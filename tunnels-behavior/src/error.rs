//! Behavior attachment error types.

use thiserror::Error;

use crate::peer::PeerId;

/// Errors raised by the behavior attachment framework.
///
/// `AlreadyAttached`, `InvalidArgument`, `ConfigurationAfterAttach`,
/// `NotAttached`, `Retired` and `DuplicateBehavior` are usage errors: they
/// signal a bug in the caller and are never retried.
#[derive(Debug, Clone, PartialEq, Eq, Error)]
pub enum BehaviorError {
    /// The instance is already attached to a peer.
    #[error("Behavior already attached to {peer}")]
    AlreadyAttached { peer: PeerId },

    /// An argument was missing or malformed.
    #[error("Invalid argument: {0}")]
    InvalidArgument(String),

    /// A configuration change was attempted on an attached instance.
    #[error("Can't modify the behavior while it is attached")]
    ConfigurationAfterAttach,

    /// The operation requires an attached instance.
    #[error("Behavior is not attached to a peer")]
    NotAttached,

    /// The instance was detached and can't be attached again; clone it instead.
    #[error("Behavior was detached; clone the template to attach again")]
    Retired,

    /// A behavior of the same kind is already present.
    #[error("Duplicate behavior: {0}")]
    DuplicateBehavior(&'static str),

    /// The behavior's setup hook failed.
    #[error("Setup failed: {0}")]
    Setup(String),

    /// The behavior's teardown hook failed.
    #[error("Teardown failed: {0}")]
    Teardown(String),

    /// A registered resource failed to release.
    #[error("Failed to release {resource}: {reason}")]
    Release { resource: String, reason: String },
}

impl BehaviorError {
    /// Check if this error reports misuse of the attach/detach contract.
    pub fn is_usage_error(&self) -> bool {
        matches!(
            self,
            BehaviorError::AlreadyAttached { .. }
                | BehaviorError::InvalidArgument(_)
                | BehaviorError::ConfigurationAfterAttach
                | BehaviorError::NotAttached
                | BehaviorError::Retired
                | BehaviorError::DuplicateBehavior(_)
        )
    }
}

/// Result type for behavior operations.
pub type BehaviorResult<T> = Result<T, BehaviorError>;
* * * *
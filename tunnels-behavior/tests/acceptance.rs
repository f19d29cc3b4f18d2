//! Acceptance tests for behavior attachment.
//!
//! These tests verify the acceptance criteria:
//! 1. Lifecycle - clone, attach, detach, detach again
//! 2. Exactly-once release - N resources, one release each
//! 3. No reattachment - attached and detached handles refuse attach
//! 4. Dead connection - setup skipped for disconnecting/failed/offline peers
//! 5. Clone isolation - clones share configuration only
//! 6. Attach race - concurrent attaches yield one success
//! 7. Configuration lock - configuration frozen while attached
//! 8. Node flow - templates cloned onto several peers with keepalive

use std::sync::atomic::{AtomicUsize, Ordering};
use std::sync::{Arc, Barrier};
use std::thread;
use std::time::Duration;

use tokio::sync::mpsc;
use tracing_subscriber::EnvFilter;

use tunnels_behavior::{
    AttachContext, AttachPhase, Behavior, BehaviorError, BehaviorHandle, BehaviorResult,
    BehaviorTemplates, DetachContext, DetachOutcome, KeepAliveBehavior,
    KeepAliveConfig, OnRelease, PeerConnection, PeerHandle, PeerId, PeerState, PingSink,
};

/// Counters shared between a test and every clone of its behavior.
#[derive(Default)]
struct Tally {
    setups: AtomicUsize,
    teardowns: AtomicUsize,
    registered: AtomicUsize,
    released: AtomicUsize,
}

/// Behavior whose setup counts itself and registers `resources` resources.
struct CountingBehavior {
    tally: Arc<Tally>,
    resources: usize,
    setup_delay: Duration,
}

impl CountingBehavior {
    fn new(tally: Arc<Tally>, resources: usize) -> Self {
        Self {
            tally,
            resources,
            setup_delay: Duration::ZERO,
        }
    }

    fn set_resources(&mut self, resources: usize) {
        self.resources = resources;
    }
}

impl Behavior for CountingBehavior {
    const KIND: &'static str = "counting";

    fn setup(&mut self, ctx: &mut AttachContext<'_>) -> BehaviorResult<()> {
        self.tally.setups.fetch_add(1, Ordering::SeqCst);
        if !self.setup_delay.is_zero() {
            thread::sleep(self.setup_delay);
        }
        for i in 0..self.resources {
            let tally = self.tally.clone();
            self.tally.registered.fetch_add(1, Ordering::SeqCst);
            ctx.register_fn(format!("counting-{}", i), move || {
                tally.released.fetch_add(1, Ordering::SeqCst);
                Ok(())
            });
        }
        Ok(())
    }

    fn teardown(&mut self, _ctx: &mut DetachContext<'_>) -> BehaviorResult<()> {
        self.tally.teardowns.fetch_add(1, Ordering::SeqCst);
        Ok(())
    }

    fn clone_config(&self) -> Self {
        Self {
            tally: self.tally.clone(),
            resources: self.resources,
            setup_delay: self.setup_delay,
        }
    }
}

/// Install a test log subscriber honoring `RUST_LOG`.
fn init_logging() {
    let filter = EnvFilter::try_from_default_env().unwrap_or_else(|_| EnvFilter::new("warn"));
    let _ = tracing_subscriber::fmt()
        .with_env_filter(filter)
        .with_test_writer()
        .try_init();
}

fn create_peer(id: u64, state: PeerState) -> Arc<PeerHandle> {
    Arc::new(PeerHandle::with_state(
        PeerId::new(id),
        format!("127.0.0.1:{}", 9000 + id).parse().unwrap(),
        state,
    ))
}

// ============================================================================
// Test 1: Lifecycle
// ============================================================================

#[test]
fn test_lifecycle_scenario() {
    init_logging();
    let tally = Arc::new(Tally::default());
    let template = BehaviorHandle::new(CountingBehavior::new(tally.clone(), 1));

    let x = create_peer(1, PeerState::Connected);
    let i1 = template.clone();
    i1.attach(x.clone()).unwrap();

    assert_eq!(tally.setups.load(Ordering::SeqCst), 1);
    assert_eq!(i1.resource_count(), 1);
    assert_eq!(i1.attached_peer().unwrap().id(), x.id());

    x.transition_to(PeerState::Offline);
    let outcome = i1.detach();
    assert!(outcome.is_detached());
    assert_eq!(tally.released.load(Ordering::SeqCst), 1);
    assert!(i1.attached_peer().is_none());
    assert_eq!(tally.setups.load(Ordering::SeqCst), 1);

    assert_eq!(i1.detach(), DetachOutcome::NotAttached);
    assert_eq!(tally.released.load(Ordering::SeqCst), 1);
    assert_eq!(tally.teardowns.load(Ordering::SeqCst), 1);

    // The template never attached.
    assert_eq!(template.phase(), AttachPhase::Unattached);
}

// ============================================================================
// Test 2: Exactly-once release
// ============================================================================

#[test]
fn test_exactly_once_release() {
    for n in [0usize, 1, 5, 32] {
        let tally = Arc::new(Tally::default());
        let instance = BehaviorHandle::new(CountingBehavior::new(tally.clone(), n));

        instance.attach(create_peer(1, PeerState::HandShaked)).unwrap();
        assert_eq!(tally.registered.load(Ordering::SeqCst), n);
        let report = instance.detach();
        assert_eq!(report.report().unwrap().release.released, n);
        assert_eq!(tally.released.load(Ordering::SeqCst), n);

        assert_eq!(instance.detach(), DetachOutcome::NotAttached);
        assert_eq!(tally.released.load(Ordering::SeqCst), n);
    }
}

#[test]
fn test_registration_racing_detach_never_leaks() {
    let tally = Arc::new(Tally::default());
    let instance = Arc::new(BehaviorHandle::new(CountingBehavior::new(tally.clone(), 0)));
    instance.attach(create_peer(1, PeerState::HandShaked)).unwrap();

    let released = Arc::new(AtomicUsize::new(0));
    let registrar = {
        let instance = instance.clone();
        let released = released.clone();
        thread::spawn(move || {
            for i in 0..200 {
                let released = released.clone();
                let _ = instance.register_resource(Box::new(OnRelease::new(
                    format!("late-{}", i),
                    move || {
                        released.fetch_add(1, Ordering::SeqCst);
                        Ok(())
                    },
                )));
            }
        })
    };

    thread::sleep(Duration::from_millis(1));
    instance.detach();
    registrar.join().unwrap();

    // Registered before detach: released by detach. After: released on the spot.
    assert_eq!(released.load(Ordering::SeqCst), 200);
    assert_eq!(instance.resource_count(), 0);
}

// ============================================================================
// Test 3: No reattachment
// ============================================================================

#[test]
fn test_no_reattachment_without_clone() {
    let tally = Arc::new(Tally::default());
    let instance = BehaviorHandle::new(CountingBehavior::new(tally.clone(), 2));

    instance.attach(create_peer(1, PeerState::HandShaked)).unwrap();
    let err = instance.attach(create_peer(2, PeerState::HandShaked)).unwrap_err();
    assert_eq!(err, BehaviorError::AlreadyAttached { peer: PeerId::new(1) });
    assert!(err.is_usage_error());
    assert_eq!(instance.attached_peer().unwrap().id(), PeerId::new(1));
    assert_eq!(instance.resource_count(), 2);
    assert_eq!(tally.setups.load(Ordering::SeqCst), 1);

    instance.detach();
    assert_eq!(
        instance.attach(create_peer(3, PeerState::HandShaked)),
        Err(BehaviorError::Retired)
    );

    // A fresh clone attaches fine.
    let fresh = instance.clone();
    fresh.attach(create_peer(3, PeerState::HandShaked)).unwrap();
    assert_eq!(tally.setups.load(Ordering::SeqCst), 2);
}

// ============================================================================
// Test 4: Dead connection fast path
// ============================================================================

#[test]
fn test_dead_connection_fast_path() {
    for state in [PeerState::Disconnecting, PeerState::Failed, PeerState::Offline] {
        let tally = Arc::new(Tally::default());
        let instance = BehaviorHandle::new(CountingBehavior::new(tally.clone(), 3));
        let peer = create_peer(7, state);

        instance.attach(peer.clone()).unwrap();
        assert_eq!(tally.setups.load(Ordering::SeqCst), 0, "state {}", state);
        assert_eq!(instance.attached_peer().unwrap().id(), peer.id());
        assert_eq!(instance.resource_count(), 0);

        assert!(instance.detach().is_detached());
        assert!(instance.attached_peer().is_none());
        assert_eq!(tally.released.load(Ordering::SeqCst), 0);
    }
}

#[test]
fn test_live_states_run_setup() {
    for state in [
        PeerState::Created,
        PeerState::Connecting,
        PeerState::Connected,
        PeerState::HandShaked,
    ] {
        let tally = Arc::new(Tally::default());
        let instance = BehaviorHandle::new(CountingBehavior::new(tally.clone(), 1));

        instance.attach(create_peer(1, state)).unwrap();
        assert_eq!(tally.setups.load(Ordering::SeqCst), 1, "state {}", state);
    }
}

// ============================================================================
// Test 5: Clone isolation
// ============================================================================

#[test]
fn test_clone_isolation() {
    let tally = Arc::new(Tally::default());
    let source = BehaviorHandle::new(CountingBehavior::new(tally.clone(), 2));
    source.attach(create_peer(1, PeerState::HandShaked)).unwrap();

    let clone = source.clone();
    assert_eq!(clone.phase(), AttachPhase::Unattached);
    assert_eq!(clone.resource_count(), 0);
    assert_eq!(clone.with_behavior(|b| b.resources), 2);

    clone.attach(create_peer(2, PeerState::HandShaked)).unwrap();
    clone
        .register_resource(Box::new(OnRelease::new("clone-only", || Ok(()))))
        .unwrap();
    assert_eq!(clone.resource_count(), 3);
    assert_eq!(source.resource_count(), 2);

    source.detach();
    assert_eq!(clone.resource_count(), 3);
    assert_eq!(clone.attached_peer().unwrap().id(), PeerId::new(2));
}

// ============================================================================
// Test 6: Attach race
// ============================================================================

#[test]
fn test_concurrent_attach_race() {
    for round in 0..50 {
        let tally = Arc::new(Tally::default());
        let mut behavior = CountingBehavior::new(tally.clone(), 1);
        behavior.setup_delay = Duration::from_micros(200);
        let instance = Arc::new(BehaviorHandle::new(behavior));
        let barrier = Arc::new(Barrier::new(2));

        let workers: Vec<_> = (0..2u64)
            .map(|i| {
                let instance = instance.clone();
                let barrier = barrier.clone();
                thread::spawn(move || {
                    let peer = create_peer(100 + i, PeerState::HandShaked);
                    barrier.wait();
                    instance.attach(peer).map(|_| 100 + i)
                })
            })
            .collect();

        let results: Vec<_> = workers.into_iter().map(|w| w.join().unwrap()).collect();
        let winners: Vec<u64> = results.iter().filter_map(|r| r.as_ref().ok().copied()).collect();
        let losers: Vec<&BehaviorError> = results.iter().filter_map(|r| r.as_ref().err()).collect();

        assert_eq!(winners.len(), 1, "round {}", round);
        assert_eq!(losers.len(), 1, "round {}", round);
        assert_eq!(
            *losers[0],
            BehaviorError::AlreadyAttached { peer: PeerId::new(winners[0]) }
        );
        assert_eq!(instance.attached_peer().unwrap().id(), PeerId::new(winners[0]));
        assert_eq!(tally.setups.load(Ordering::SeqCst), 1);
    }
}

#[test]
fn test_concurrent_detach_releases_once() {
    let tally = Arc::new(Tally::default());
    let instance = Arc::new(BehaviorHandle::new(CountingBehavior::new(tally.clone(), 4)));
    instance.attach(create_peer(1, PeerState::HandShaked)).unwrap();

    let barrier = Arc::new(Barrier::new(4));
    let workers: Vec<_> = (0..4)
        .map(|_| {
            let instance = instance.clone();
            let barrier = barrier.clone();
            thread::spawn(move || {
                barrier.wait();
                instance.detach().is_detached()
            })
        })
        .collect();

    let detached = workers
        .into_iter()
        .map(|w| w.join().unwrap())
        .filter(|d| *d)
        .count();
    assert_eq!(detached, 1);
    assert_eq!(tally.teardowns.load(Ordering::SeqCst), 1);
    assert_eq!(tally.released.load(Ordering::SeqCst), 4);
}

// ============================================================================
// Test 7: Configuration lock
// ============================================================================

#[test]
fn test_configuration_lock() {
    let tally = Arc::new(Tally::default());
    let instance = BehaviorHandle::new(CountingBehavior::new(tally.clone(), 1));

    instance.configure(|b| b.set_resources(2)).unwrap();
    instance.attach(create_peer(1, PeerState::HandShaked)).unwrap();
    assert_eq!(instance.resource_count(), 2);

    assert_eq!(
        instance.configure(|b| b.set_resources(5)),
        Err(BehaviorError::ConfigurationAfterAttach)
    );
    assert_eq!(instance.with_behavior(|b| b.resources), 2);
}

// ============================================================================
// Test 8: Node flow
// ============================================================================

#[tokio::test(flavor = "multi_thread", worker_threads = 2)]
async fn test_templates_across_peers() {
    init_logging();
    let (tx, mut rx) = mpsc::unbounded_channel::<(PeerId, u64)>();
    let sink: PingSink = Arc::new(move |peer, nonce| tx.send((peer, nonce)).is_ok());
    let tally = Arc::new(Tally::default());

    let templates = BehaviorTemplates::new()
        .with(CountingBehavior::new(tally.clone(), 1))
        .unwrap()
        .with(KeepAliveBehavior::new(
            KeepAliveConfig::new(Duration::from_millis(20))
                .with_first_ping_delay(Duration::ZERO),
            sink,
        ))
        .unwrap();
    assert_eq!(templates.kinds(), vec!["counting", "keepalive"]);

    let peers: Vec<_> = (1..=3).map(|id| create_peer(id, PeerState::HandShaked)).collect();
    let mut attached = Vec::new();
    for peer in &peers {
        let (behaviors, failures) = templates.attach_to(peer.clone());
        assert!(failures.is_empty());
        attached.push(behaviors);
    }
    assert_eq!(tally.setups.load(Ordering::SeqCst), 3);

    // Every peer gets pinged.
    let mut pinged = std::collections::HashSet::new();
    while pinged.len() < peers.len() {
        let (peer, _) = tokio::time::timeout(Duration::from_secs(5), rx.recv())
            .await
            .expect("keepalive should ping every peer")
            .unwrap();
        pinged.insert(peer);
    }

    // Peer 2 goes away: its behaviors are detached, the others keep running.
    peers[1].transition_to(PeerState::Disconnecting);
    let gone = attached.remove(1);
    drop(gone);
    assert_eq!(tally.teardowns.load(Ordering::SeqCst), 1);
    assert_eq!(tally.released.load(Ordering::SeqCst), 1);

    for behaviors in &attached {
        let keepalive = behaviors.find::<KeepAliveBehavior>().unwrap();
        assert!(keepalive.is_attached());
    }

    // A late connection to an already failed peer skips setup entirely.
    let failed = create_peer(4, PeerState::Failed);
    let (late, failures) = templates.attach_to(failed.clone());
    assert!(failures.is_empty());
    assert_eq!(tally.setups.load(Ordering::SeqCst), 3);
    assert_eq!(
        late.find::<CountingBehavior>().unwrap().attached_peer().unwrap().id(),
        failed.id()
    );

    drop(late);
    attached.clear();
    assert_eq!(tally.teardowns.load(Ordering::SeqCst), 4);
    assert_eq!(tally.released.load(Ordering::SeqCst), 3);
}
* * * *
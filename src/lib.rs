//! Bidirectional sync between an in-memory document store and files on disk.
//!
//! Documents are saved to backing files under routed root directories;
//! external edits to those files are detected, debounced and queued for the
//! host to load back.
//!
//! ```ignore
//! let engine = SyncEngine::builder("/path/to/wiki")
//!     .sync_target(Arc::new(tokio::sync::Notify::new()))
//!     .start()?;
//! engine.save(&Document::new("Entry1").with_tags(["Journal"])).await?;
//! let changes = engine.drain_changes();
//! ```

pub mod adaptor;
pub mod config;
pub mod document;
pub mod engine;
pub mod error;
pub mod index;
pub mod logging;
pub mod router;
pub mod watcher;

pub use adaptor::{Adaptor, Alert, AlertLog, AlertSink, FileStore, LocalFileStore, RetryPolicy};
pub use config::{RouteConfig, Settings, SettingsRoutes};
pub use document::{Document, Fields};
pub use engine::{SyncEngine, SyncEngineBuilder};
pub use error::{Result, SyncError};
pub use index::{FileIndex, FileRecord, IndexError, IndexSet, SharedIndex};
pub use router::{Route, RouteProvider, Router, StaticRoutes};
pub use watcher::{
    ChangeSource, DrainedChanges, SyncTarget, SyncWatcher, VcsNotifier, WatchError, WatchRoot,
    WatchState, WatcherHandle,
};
* * * *
> **Instructions for the task**: Search the records for the word "DetachContext", then list every line that has it.

> **Solution to this exercise**:
    BehaviorTemplates, DetachContext, DetachOutcome, KeepAliveBehavior,
    fn teardown(&mut self, _ctx: &mut DetachContext<'_>) -> BehaviorResult<()> {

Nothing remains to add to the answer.